Tributaristas dizem que a repartição do IBS entre estados e municípios, na Reforma Tributária, pode gerar disputas bilionárias. O imposto vai substituir aos poucos o ICMS e o ISS, e a divisão deve seguir o critério do destino do consumo.

IBS vai seguir o consumo e muda a lógica de arrecadação

No sistema atual, a arrecadação do ICMS segue uma lógica híbrida. Ela fica com o estado de origem e, em parte, com o estado de destino.

Para reduzir a concentração nos estados produtores, existe o DIFAL, que transfere parte da receita para o estado de destino da operação. Na venda de São Paulo para Minas Gerais, com alíquota interestadual de 12%, Minas Gerais recebe a diferença de 6% quando a alíquota interna mineira é de 18%.

Mais de R$ 1 trilhão para dividir entre 26 estados, DF e 5.570 municípios

Com a Reforma Tributária, a lógica baseada no destino deve substituir o modelo atual. A arrecadação do IBS deve pertencer ao estado e ao município onde ocorre o consumo do bem ou serviço.

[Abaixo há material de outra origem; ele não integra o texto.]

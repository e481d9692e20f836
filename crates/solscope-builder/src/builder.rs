//! Conversion of a source unit into classes.

use log::{debug, info, trace};

use solscope_core::{
    identifier::IdGenerator,
    model::{
        Association, Attribute, AttributeKind, Class, ClassStereotype, Operator,
        OperatorStereotype, Parameter, ReferenceKind, Visibility,
    },
};

use crate::{
    associations,
    ast::{
        ContractDefinition, ContractPart, EnumDefinition, EventDefinition, FunctionDefinition,
        ModifierDefinition, Node, StructDefinition, TypeName, VariableDeclaration,
    },
    error::{
        BuildError, Diagnostic, DiagnosticCollector, ErrorCode, Result as DiagnosticResult,
    },
    imports::ImportResolver,
    type_name,
};

/// Builds the classes declared in one source unit.
///
/// Class ids come from the shared [`IdGenerator`], so any number of units can
/// be built into one model without id clashes.
#[derive(Debug, Clone, Copy)]
pub struct Builder<'a> {
    ids: &'a IdGenerator,
    imports: &'a ImportResolver,
}

/// Classes produced so far for one source unit.
struct Unit<'u> {
    absolute_path: String,
    relative_path: &'u str,
    classes: Vec<Class>,
}

impl Unit<'_> {
    fn new_class(&self, ids: &IdGenerator, name: &str, stereotype: ClassStereotype) -> Class {
        Class::new(
            ids.next_id(),
            name,
            stereotype,
            self.absolute_path.as_str(),
            self.relative_path,
        )
    }
}

impl<'a> Builder<'a> {
    pub fn new(ids: &'a IdGenerator, imports: &'a ImportResolver) -> Self {
        Self { ids, imports }
    }

    /// Builds the classes of the source unit `root`, read from `relative_path`.
    ///
    /// Contract-level structs and enums are returned as classes of their own,
    /// ahead of the contract that declares them. Every class carries the
    /// paths imported anywhere in the unit.
    ///
    /// # Errors
    ///
    /// Returns a [`BuildError`] if `root` is not a source unit, or with one
    /// diagnostic per top-level declaration that could not be built. Imports
    /// that cannot be resolved are logged and skipped.
    pub fn build(&self, root: &Node, relative_path: &str) -> Result<Vec<Class>, BuildError> {
        let Node::SourceUnit { children } = root else {
            return Err(Diagnostic::error(format!(
                "expected a `SourceUnit` root node, found `{}`",
                root.kind()
            ))
            .with_code(ErrorCode::E100)
            .with_help("pass the root node produced by the parser")
            .into());
        };

        info!(path = relative_path, children = children.len(); "Building source unit");

        let mut unit = Unit {
            absolute_path: self.imports.unit_path(relative_path),
            relative_path,
            classes: Vec::new(),
        };
        let mut imported_paths = Vec::new();
        let mut collector = DiagnosticCollector::new();

        for child in children {
            match child {
                Node::ContractDefinition(definition) => {
                    collector.collect(self.build_contract(&mut unit, definition));
                }
                Node::StructDefinition(definition) => {
                    debug!(name = definition.name; "Adding struct");
                    if let Some(class) = collector.collect(self.build_struct(&unit, definition)) {
                        unit.classes.push(class);
                    }
                }
                Node::EnumDefinition(definition) => {
                    debug!(name = definition.name; "Adding enum");
                    let class = self.build_enum(&unit, definition);
                    unit.classes.push(class);
                }
                Node::ImportDirective { path } => {
                    if let Some(imported) = self.imports.resolve(relative_path, path) {
                        imported_paths.push(imported);
                    }
                }
                Node::SourceUnit { .. } | Node::Other => {}
            }
        }

        let mut classes = collector.finish(unit.classes)?;
        for class in &mut classes {
            class.set_imported_paths(imported_paths.clone());
        }

        debug!(path = relative_path, classes = classes.len(); "Source unit built");
        trace!(classes:?; "Built classes");

        Ok(classes)
    }

    fn build_contract(
        &self,
        unit: &mut Unit<'_>,
        definition: &ContractDefinition,
    ) -> DiagnosticResult<()> {
        let stereotype = contract_stereotype(&definition.kind)?;
        debug!(name = definition.name, kind = definition.kind; "Adding contract");

        let mut class = unit.new_class(self.ids, &definition.name, stereotype);

        for base in &definition.base_contracts {
            // `Alias.Base` names a contract behind an import alias.
            let (outer, inner) = associations::split_type_path(&base.base_name.name_path);
            class.add_association(Association::realization(inner.unwrap_or(outer)));
        }

        for part in &definition.sub_nodes {
            match part {
                ContractPart::StateVariableDeclaration {
                    variables,
                    initial_value,
                } => {
                    for variable in variables {
                        class.push_attribute(state_variable(variable)?);
                        if let Some(expression) = &variable.expression {
                            associations::add_expression(&mut class, expression);
                        }
                    }
                    associations::add_variables(&mut class, variables);
                    if let Some(expression) = initial_value {
                        associations::add_expression(&mut class, expression);
                    }
                }
                ContractPart::UsingForDeclaration { library_name } => {
                    if let Some(library) = library_name {
                        class.add_association(
                            Association::usage(library.as_str(), ReferenceKind::Memory)
                                .with_target_stereotype(ClassStereotype::Library),
                        );
                    }
                }
                ContractPart::FunctionDefinition(function) => add_function(&mut class, function)?,
                ContractPart::ModifierDefinition(modifier) => add_modifier(&mut class, modifier)?,
                ContractPart::EventDefinition(event) => add_event(&mut class, event)?,
                ContractPart::StructDefinition(child) => {
                    let child = self.build_struct(unit, child)?;
                    class.push_struct(child.id());
                    unit.classes.push(child);
                }
                ContractPart::EnumDefinition(child) => {
                    let child = self.build_enum(unit, child);
                    class.push_enum(child.id());
                    unit.classes.push(child);
                }
                ContractPart::Other => {}
            }
        }

        if class.stereotype() != stereotype {
            debug!(name = class.name(), stereotype:% = class.stereotype(); "Contract reclassified");
        }
        unit.classes.push(class);
        Ok(())
    }

    fn build_struct(
        &self,
        unit: &Unit<'_>,
        definition: &StructDefinition,
    ) -> DiagnosticResult<Class> {
        let mut class = unit.new_class(self.ids, &definition.name, ClassStereotype::Struct);
        for member in &definition.members {
            let resolved = type_name::resolve(required_type(member, &definition.name)?)?;
            class.push_attribute(Attribute::new(
                member.name.clone().unwrap_or_default(),
                resolved.name,
                resolved.kind,
            ));
        }
        associations::add_variables(&mut class, &definition.members);
        Ok(class)
    }

    fn build_enum(&self, unit: &Unit<'_>, definition: &EnumDefinition) -> Class {
        let mut class = unit.new_class(self.ids, &definition.name, ClassStereotype::Enum);
        for (ordinal, member) in definition.members.iter().enumerate() {
            class.push_attribute(Attribute::new(
                member.name.as_str(),
                ordinal.to_string(),
                AttributeKind::Elementary,
            ));
        }
        class
    }
}

fn state_variable(variable: &VariableDeclaration) -> DiagnosticResult<Attribute> {
    let name = variable.name.clone().unwrap_or_default();
    let resolved = type_name::resolve(required_type(variable, &name)?)?;
    let visibility = parse_visibility(variable.visibility.as_deref())?;
    Ok(Attribute::new(name, resolved.name, resolved.kind)
        .with_visibility(visibility)
        .with_compiled_constant(variable.is_declared_const || variable.is_immutable))
}

fn add_function(class: &mut Class, function: &FunctionDefinition) -> DiagnosticResult<()> {
    let name = function.name.as_deref().unwrap_or_default();
    let return_parameters = function.return_parameters.as_deref().unwrap_or_default();

    let operator = if function.is_constructor {
        Operator::new("constructor", OperatorStereotype::Constructor)
    } else if function.is_fallback || function.is_receive_ether || name.is_empty() {
        let name = if function.is_receive_ether {
            "receive"
        } else if function.is_fallback {
            "fallback"
        } else {
            ""
        };
        Operator::new(name, OperatorStereotype::Fallback).with_payable(function.is_payable())
    } else if function.body.is_none() {
        Operator::new(name, OperatorStereotype::Abstract)
    } else if function.is_payable() {
        Operator::new(name, OperatorStereotype::Payable)
    } else {
        Operator::new(name, OperatorStereotype::None)
    };

    class.push_operator(
        operator
            .with_visibility(parse_visibility(function.visibility.as_deref())?)
            .with_parameters(parameters(&function.parameters)?)
            .with_return_parameters(parameters(return_parameters)?),
    );

    associations::add_variables(class, &function.parameters);
    associations::add_variables(class, return_parameters);

    match &function.body {
        Some(body) => associations::add_block(class, body),
        None if class.stereotype() != ClassStereotype::Interface => {
            class.set_stereotype(ClassStereotype::Abstract);
        }
        None => {}
    }
    Ok(())
}

fn add_modifier(class: &mut Class, modifier: &ModifierDefinition) -> DiagnosticResult<()> {
    let modifier_parameters = modifier.parameters.as_deref().unwrap_or_default();
    class.push_operator(
        Operator::new(modifier.name.as_str(), OperatorStereotype::Modifier)
            .with_parameters(parameters(modifier_parameters)?),
    );
    associations::add_variables(class, modifier_parameters);
    if let Some(body) = &modifier.body {
        associations::add_block(class, body);
    }
    Ok(())
}

fn add_event(class: &mut Class, event: &EventDefinition) -> DiagnosticResult<()> {
    class.push_operator(
        Operator::new(event.name.as_str(), OperatorStereotype::Event)
            .with_parameters(parameters(&event.parameters)?),
    );
    associations::add_variables(class, &event.parameters);
    Ok(())
}

fn parameters(declarations: &[VariableDeclaration]) -> DiagnosticResult<Vec<Parameter>> {
    declarations
        .iter()
        .map(|declaration| {
            let name = declaration.name.clone().filter(|name| !name.is_empty());
            let context = name.as_deref().unwrap_or("parameter");
            let resolved = type_name::resolve(required_type(declaration, context)?)?;
            Ok(Parameter::new(name, resolved.name))
        })
        .collect()
}

fn required_type<'v>(
    variable: &'v VariableDeclaration,
    context: &str,
) -> DiagnosticResult<&'v TypeName> {
    variable.type_name.as_ref().ok_or_else(|| {
        Diagnostic::error(format!("`{context}` has no type name"))
            .with_code(ErrorCode::E301)
            .with_help("declare the variable with an explicit type")
    })
}

fn contract_stereotype(kind: &str) -> DiagnosticResult<ClassStereotype> {
    match kind {
        "contract" => Ok(ClassStereotype::Contract),
        "interface" => Ok(ClassStereotype::Interface),
        "library" => Ok(ClassStereotype::Library),
        "abstract" => Ok(ClassStereotype::Abstract),
        other => Err(Diagnostic::error(format!("unknown contract kind `{other}`"))
            .with_code(ErrorCode::E101)
            .with_help("expected contract, interface, library or abstract")),
    }
}

/// Maps a visibility keyword to a [`Visibility`].
///
/// A missing keyword and `default` both mean public.
///
/// # Errors
///
/// Returns an [`ErrorCode::E300`] diagnostic for any other keyword.
pub fn parse_visibility(visibility: Option<&str>) -> DiagnosticResult<Visibility> {
    match visibility {
        None | Some("default") | Some("public") => Ok(Visibility::Public),
        Some("external") => Ok(Visibility::External),
        Some("internal") => Ok(Visibility::Internal),
        Some("private") => Ok(Visibility::Private),
        Some(other) => Err(Diagnostic::error(format!("invalid visibility `{other}`"))
            .with_code(ErrorCode::E300)
            .with_help("use public, external, internal or private")),
    }
}
//! Storage slot diagram.

use std::fmt;

use solscope_core::storage::{Layout, LayoutKind, Storage, StorageLayout};

use super::{escape_label, write_header};

/// A storage diagram with one node per layout.
///
/// Each node has a slot column and a variable column. Variables packed into
/// the same slot share one row.
#[derive(Debug, Clone, Copy)]
pub struct StorageDiagram<'l> {
    layout: &'l StorageLayout,
}

impl<'l> StorageDiagram<'l> {
    pub fn new(layout: &'l StorageLayout) -> Self {
        Self { layout }
    }
}

impl fmt::Display for StorageDiagram<'_> {
    fn fmt(&self, f: &mut fmt::Formatter<'_>) -> fmt::Result {
        write_header(f, "StorageDiagram", "LR")?;

        for layout in self.layout.layouts() {
            write_layout(f, layout)?;
        }

        for layout in self.layout.layouts() {
            for storage in &layout.storages {
                if let Some(nested) = storage.nested_layout {
                    writeln!(f, "{}:{} -> {}", layout.id, storage.id, nested)?;
                }
            }
        }

        writeln!(f, "}}")
    }
}

/// Serializes a storage layout as a `digraph StorageDiagram`.
pub fn storage_diagram(layout: &StorageLayout) -> String {
    StorageDiagram::new(layout).to_string()
}

fn write_layout(f: &mut fmt::Formatter<'_>, layout: &Layout) -> fmt::Result {
    write!(
        f,
        "{} [label=\"{{\\<\\<{}\\>\\>\\n{}",
        layout.id,
        layout.kind,
        escape_label(&layout.name)
    )?;
    if let Some(address) = &layout.address {
        write!(f, "\\n{}", escape_label(address))?;
    }

    let rows = slot_rows(&layout.storages);

    write!(f, " | {{slot")?;
    for row in &rows {
        write!(f, " | {}", slot_label(row))?;
    }

    let prefix = match layout.kind {
        LayoutKind::Contract => "\\<inherited contract\\>.",
        LayoutKind::Struct => "",
    };
    write!(f, "}} | {{type: {prefix}variable (bytes)")?;
    for row in &rows {
        match row {
            [single] => write!(f, " | {}", variable_cell(single, &layout.name))?,
            packed => {
                let cells: Vec<String> = packed
                    .iter()
                    .map(|storage| variable_cell(storage, &layout.name))
                    .collect();
                write!(f, " | {{ {} }}", cells.join(" | "))?;
            }
        }
    }

    writeln!(f, "}}}}\"]")
}

/// Groups consecutive records that start in the same slot.
fn slot_rows(storages: &[Storage]) -> Vec<&[Storage]> {
    storages
        .chunk_by(|previous, next| previous.from_slot == next.from_slot)
        .collect()
}

fn slot_label(row: &[Storage]) -> String {
    let first = &row[0];
    let to_slot = row.iter().map(|storage| storage.to_slot).max().unwrap_or(first.to_slot);
    if first.from_slot == to_slot {
        first.from_slot.to_string()
    } else {
        format!("{}-{}", first.from_slot, to_slot)
    }
}

/// Formats `type: [Contract.]variable (bytes)`, with a port when the record
/// links to a nested layout.
fn variable_cell(storage: &Storage, layout_name: &str) -> String {
    let port = match storage.nested_layout {
        Some(_) => format!("<{}> ", storage.id),
        None => String::new(),
    };
    let owner = if storage.contract_name != layout_name {
        format!("{}.", escape_label(&storage.contract_name))
    } else {
        String::new()
    };
    format!(
        "{port}{}: {owner}{} ({})",
        escape_label(&storage.type_name),
        escape_label(&storage.variable),
        storage.byte_size
    )
}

O especialista em direito tributário da PUC/SP, Carlos Crosara, diz que a mudança tende a ampliar tensões federativas por causa das desigualdades econômicas e demográficas. Ele afirma que é muito difícil dividir de forma justa mais de R$ 1 trilhão entre 26 estados, um Distrito Federal e 5.570 municípios.

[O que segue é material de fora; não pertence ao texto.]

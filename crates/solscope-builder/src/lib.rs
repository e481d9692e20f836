//! Semantic model builder for Solidity sources.
//!
//! Turns the syntax tree of a source unit, as produced by an external Solidity
//! parser, into the [`Class`](solscope_core::model::Class) entities of the
//! structural model. Type usages and inter-type references are recovered by
//! walking declarations, statements and expressions.
//!
//! # Example
//!
//! ```rust
//! use solscope_builder::{Builder, ImportMode, ImportResolver, ast::Node};
//! use solscope_core::identifier::IdGenerator;
//!
//! let root: Node = serde_json::from_str(
//!     r#"{ "type": "SourceUnit", "children": [
//!         { "type": "ContractDefinition", "name": "Vault", "kind": "contract",
//!           "baseContracts": [], "subNodes": [] }
//!     ] }"#,
//! )
//! .unwrap();
//!
//! let ids = IdGenerator::new();
//! let imports = ImportResolver::new(ImportMode::Flattened);
//! let classes = Builder::new(&ids, &imports).build(&root, "src/Vault.sol").unwrap();
//! assert_eq!(classes[0].name(), "Vault");
//! ```

pub mod ast;
pub mod error;
pub mod type_name;

mod associations;
mod builder;
mod imports;

pub use builder::{Builder, parse_visibility};
pub use error::BuildError;
pub use imports::{DEFAULT_INCLUDE_DIR, ImportMode, ImportResolver};

use solscope_core::{identifier::IdGenerator, model::Class};

/// Builds the classes of one source unit.
///
/// Shorthand for a [`Builder`] over an [`ImportResolver`] with default include
/// directories. Pass the same `ids` to every call that contributes to one
/// model.
///
/// # Errors
///
/// See [`Builder::build`].
pub fn build(
    ids: &IdGenerator,
    root: &ast::Node,
    relative_path: &str,
    mode: ImportMode,
) -> Result<Vec<Class>, BuildError> {
    let imports = ImportResolver::new(mode);
    Builder::new(ids, &imports).build(root, relative_path)
}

O tributarista também afirma que ainda é impossível prever estatisticamente quem vai ganhar ou perder arrecadação em relação ao modelo atual do ICMS e do ISS.

Impasse pode afetar mudanças tributárias e ampliar judicialização

Segundo Luís Garcia, a nova lógica do IBS, concentrada no estado e no município de consumo, tende a enfraquecer a guerra fiscal. Ele cita o impacto em empresas que se instalaram em locais atraídos por benefícios fiscais.

Crosara avalia que a implementação do novo sistema pode aumentar disputas legais e administrativas. Ele menciona dúvidas sobre incidência, créditos tributários e definição do local de destino, e diz que o Superior Tribunal de Justiça deve ter papel central na uniformização da interpretação.